ミーシャの言う通りユークには誤ったのだが2人には誤っていないのだ。


サラは嫁だから良いとしても(良く無いけど)ソフィアはべンが動かないから単身頑張っていたのだ。それを邪魔までしておいて謝罪が無い事自体が問題だとミーシャは言っているのだ。

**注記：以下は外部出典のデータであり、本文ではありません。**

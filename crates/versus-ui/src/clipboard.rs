use arboard::Clipboard;
use versus_core::{Result, VersusError};

/// Set the clipboard content as text
pub fn set_clipboard_text(text: &str) -> Result<()> {
    let mut clipboard = Clipboard::new().map_err(|e| VersusError::Clipboard(e.to_string()))?;
    clipboard
        .set_text(text)
        .map_err(|e| VersusError::Clipboard(e.to_string()))
}
//! Groups a token stream into a tree of balanced delimiters.

use super::lexer::{Token, TokenKind};
use crate::error::{Result, VersusError};

#[derive(Debug, Clone, Copy, PartialEq, Eq)]
pub enum Delim {
    Paren,
    Bracket,
    Brace,
    /// Type arguments, e.g. `Doc<"users">`
    Angle,
}

impl Delim {
    fn from_open(text: &str) -> Option<Delim> {
        match text {
            "(" => Some(Delim::Paren),
            "[" => Some(Delim::Bracket),
            "{" => Some(Delim::Brace),
            _ => None,
        }
    }

    fn from_close(text: &str) -> Option<Delim> {
        match text {
            ")" => Some(Delim::Paren),
            "]" => Some(Delim::Bracket),
            "}" => Some(Delim::Brace),
            _ => None,
        }
    }

    pub fn open(self) -> &'static str {
        match self {
            Delim::Paren => "(",
            Delim::Bracket => "[",
            Delim::Brace => "{",
            Delim::Angle => "<",
        }
    }

    pub fn close(self) -> &'static str {
        match self {
            Delim::Paren => ")",
            Delim::Bracket => "]",
            Delim::Brace => "}",
            Delim::Angle => ">",
        }
    }
}

#[derive(Debug, Clone)]
pub struct Group<'a> {
    pub delim: Delim,
    pub open: Token<'a>,
    pub children: Vec<Node<'a>>,
    /// The source had a line break right after the opening delimiter
    pub broken: bool,
}

#[derive(Debug, Clone)]
pub enum Node<'a> {
    Tok(Token<'a>),
    Group(Group<'a>),
}

impl<'a> Node<'a> {
    fn first_token(&self) -> &Token<'a> {
        match self {
            Node::Tok(tok) => tok,
            Node::Group(group) => &group.open,
        }
    }

    pub fn newlines_before(&self) -> usize {
        self.first_token().newlines_before
    }

    pub fn token(&self) -> Option<&Token<'a>> {
        match self {
            Node::Tok(tok) => Some(tok),
            Node::Group(_) => None,
        }
    }

    pub fn group(&self) -> Option<&Group<'a>> {
        match self {
            Node::Group(group) => Some(group),
            Node::Tok(_) => None,
        }
    }

    pub fn is_punct(&self, punct: &str) -> bool {
        self.token().map_or(false, |t| t.is_punct(punct))
    }

    pub fn word(&self) -> Option<&'a str> {
        match self {
            Node::Tok(tok) if tok.kind == TokenKind::Word => Some(tok.text),
            _ => None,
        }
    }

    pub fn is_comment(&self) -> bool {
        self.token().map_or(false, Token::is_comment)
    }

    pub fn is_group(&self, delim: Delim) -> bool {
        self.group().map_or(false, |g| g.delim == delim)
    }
}

struct Frame<'a> {
    delim: Delim,
    open: Token<'a>,
    children: Vec<Node<'a>>,
    broken: bool,
}

/// Deepest delimiter nesting accepted; layout recurses once per level
pub const MAX_DEPTH: usize = 128;

/// Build the delimiter tree, rejecting unbalanced input and nesting deeper
/// than [`MAX_DEPTH`].
pub fn build(tokens: Vec<Token<'_>>) -> Result<Vec<Node<'_>>> {
    let mut root: Vec<Node<'_>> = Vec::new();
    let mut stack: Vec<Frame<'_>> = Vec::new();

    for i in 0..tokens.len() {
        let tok = tokens[i].clone();
        let broken = tokens.get(i + 1).map_or(false, |next| {
            next.newlines_before > 0 && Delim::from_close(next.text).is_none()
        });

        if tok.kind == TokenKind::Punct {
            let angle = tok.text == "<" && opens_type_arguments(&tokens, i);
            if (angle || Delim::from_open(tok.text).is_some()) && stack.len() >= MAX_DEPTH {
                return Err(VersusError::syntax(
                    tok.line,
                    tok.column,
                    format!("nesting deeper than {} levels", MAX_DEPTH),
                ));
            }

            if let Some(delim) = Delim::from_open(tok.text) {
                stack.push(Frame {
                    delim,
                    open: tok,
                    children: Vec::new(),
                    broken,
                });
                continue;
            }

            if angle {
                stack.push(Frame {
                    delim: Delim::Angle,
                    open: tok,
                    children: Vec::new(),
                    broken: false,
                });
                continue;
            }

            let closes_angle =
                tok.text == ">" && stack.last().map_or(false, |f| f.delim == Delim::Angle);
            let closer = if closes_angle {
                Some(Delim::Angle)
            } else {
                Delim::from_close(tok.text)
            };

            if let Some(delim) = closer {
                let frame = match stack.pop() {
                    Some(frame) => frame,
                    None => {
                        return Err(VersusError::syntax(
                            tok.line,
                            tok.column,
                            format!("unexpected `{}`", tok.text),
                        ))
                    }
                };
                if frame.delim != delim {
                    return Err(VersusError::syntax(
                        tok.line,
                        tok.column,
                        format!(
                            "expected `{}` to close `{}` from {}:{}, found `{}`",
                            frame.delim.close(),
                            frame.delim.open(),
                            frame.open.line,
                            frame.open.column,
                            tok.text
                        ),
                    ));
                }
                let node = Node::Group(Group {
                    delim: frame.delim,
                    open: frame.open,
                    children: frame.children,
                    broken: frame.broken,
                });
                match stack.last_mut() {
                    Some(parent) => parent.children.push(node),
                    None => root.push(node),
                }
                continue;
            }
        }

        match stack.last_mut() {
            Some(frame) => frame.children.push(Node::Tok(tok)),
            None => root.push(Node::Tok(tok)),
        }
    }

    if let Some(frame) = stack.pop() {
        return Err(VersusError::syntax(
            frame.open.line,
            frame.open.column,
            format!("unclosed `{}`", frame.delim.open()),
        ));
    }

    Ok(root)
}

/// A `<` directly after an identifier starts type arguments when a matching
/// `>` follows with only type-like tokens in between.
fn opens_type_arguments(tokens: &[Token<'_>], at: usize) -> bool {
    if at == 0 || tokens[at - 1].kind != TokenKind::Word || tokens[at].space_before {
        return false;
    }

    let mut depth = 1usize;
    for tok in &tokens[at + 1..] {
        match tok.kind {
            TokenKind::Word | TokenKind::Str | TokenKind::Number => {}
            TokenKind::Punct => match tok.text {
                "<" => depth += 1,
                ">" => {
                    depth -= 1;
                    if depth == 0 {
                        return true;
                    }
                }
                "," | "|" | "&" | "." | "[" | "]" => {}
                _ => return false,
            },
            _ => return false,
        }
    }
    false
}

#[cfg(test)]
mod tests {
    use super::*;
    use crate::printer::lexer::tokenize;

    fn parse(src: &str) -> Result<Vec<Node<'_>>> {
        build(tokenize(src)?)
    }

    #[test]
    fn nests_groups() {
        let nodes = parse("f(a, [b, { c }])").unwrap();
        assert_eq!(nodes.len(), 2);
        let call = nodes[1].group().unwrap();
        assert_eq!(call.delim, Delim::Paren);
        assert_eq!(call.children.len(), 3);
        assert!(call.children[2].is_group(Delim::Bracket));
    }

    #[test]
    fn records_source_line_break_after_open() {
        let nodes = parse("x = {\n a: 1 }").unwrap();
        assert!(nodes[2].group().unwrap().broken);
        let nodes = parse("x = { a: 1\n }").unwrap();
        assert!(!nodes[2].group().unwrap().broken);
    }

    #[test]
    fn detects_type_arguments() {
        let nodes = parse(r#"const m = {} as Record<string, Doc<"users">[]>"#).unwrap();
        let last = nodes.last().unwrap().group().unwrap();
        assert_eq!(last.delim, Delim::Angle);
    }

    #[test]
    fn comparisons_stay_operators() {
        let nodes = parse("users.length > 3 && a < b").unwrap();
        assert!(nodes.iter().all(|n| n.group().is_none()));
    }

    #[test]
    fn rejects_nesting_past_the_limit() {
        let deep = format!("x = {}a{}", "(".repeat(2000), ")".repeat(2000));
        let err = parse(&deep).unwrap_err();
        assert!(matches!(
            err,
            VersusError::Syntax { line: 1, column, .. } if column == MAX_DEPTH + 5
        ));
        assert!(err.to_string().contains("nesting deeper than"));

        let at_limit = format!("{}a{}", "[".repeat(MAX_DEPTH), "]".repeat(MAX_DEPTH));
        assert!(parse(&at_limit).is_ok());
    }

    #[test]
    fn reports_mismatched_delimiters() {
        let err = parse("f(a]").unwrap_err();
        assert!(err.to_string().contains("expected `)`"));
        assert!(parse("f(a").unwrap_err().to_string().contains("unclosed `(`"));
        assert!(parse("a)").unwrap_err().to_string().contains("unexpected `)`"));
    }
}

「ご主人様なら私達が間違った攻撃をしても自分が気がつかなくて悪かったと謝罪して下さいます。だからこそ私達もご主人様の考えてる事を考えて行動するようになって来て連携も生まれて来たのだと思うのです。ベンさんが何を考えてどうしたいのかも全く解らない状態で魔物と戦うのは他の方が可愛そうです」


ミーシャが言い終わるとそれまで黙って聞いていたリオが声を出した。


「今までダンジョンに行って良く無事に帰ってこれた物だと本当に思いますね。武器の強化も何度かダンジョンに行けば解る事ですしもっと連携を取れていてもおかしく無い筈です。本当にダンジョンに行っていたのですか?」


リオの疑問にサラが答えた。


「ダンジョンには行ってましたが余り戦ってません、」


「戦ってない?」


ユークが驚き聞き返した。


「はい何時も討伐依頼やダンジョンの時は朝話していたパーティーの人達と一緒に行動してまして、彼等が殆ど倒してくれて報酬も山分けにしてくれているのです。」


「はぁ?」


流石にこの言葉にはユークだけでは無くミーシャ達も空いた口が塞がらなかった。


「一体何の為に訓練をしていたのか解りませんね」


ミーシャが呆れて言い放った。


「すいません」


ベンが代表して謝るがユークはバカらしく成って来た。


「しかしそのパーティーの方達も何が楽しくて皆さんを手伝っていたのでしょう?」


リオが疑問に思ったのか聞いてみた。


「はい、彼等には手伝ってもらう条件として訓練の内容を話す事になってます。訓練の次の日にどんな事をやったとか、どう言う連携を教えて貰ったとかを一緒に練習しながら教える約束になってました。」


「別に教えるのは構わないんですけど、ベンさん達の特訓はべんさん達に併せて考えてる物ですから他の人に教えても意味はないですよ。」


「そうなんですか?」


「はい。パーティー構成や力量を考えてやってますし、威圧力の訓練等は城以外では出来ないですから。これ以上言っても仕方有りませんから何も言いませんけど、今から1週間後もう一度ダンジョンでテストします。今度は8階層で魔物はワイルドベアBランクの魔物です」


ユークは言い切りミーシャ達と城に戻った。


時間はまだお昼にしかしか成っていない。


昼食を取り部屋でミーシャ達と今日の事に付いて話をすることにした。


「ミーシャ達はベンさん達をどう思った?」


「私は鍛えるだけ無駄ではないかと思いました。女性陣の意識は良いと思いましたが男性陣が完全に甘えてる状態ですね」


ユークもその通りだと思うがリオの意見は少し違っていた。


「私はやはりベンさんでしょうか。ご主人様に訓練を付けて貰ってるのを特別みたいに考えてますね。確かに他の冒険者からすれば特別扱いなのですが、何処か考え違いをしている気がするんです。特訓ほまだまだ必要な気もしますが、するだけ無駄と言うよりもやはり自身で鍛えないとあの人は伸びないと思います」


「僕も特訓を辞めようと思うんだ。理由は無駄だからでは無くて他の冒険者に利用されてるから強くなれない原因だし、ちやほやされてるのも間違いだと思うんだ。本来ならもっとランクが上がって周りから尊敬されるのが冒険者だと思うんだけどベンさん達のランクで今の状態はいけないと思うんだ。」


「今後ご主人様はどうなされるお積もりですか?」


「うん。他の冒険者も威圧感の特訓位なら参加させても良いかと思うんだよ。ベンさん達を特別視しなく成れば彼等ももう少し真剣に冒険者を頑張れると思うんだ。」


ユークはベン達の特訓をこれ以上するのは辞めて他の冒険者も希望するなら1日だけでも特訓を付けても良いと思う様に成っていた。


後にセドリックに話した所1日幾らと講習費を取って行うと国庫も潤うしユークの収入が阻害されても補えるのでは無いかと言う事だ。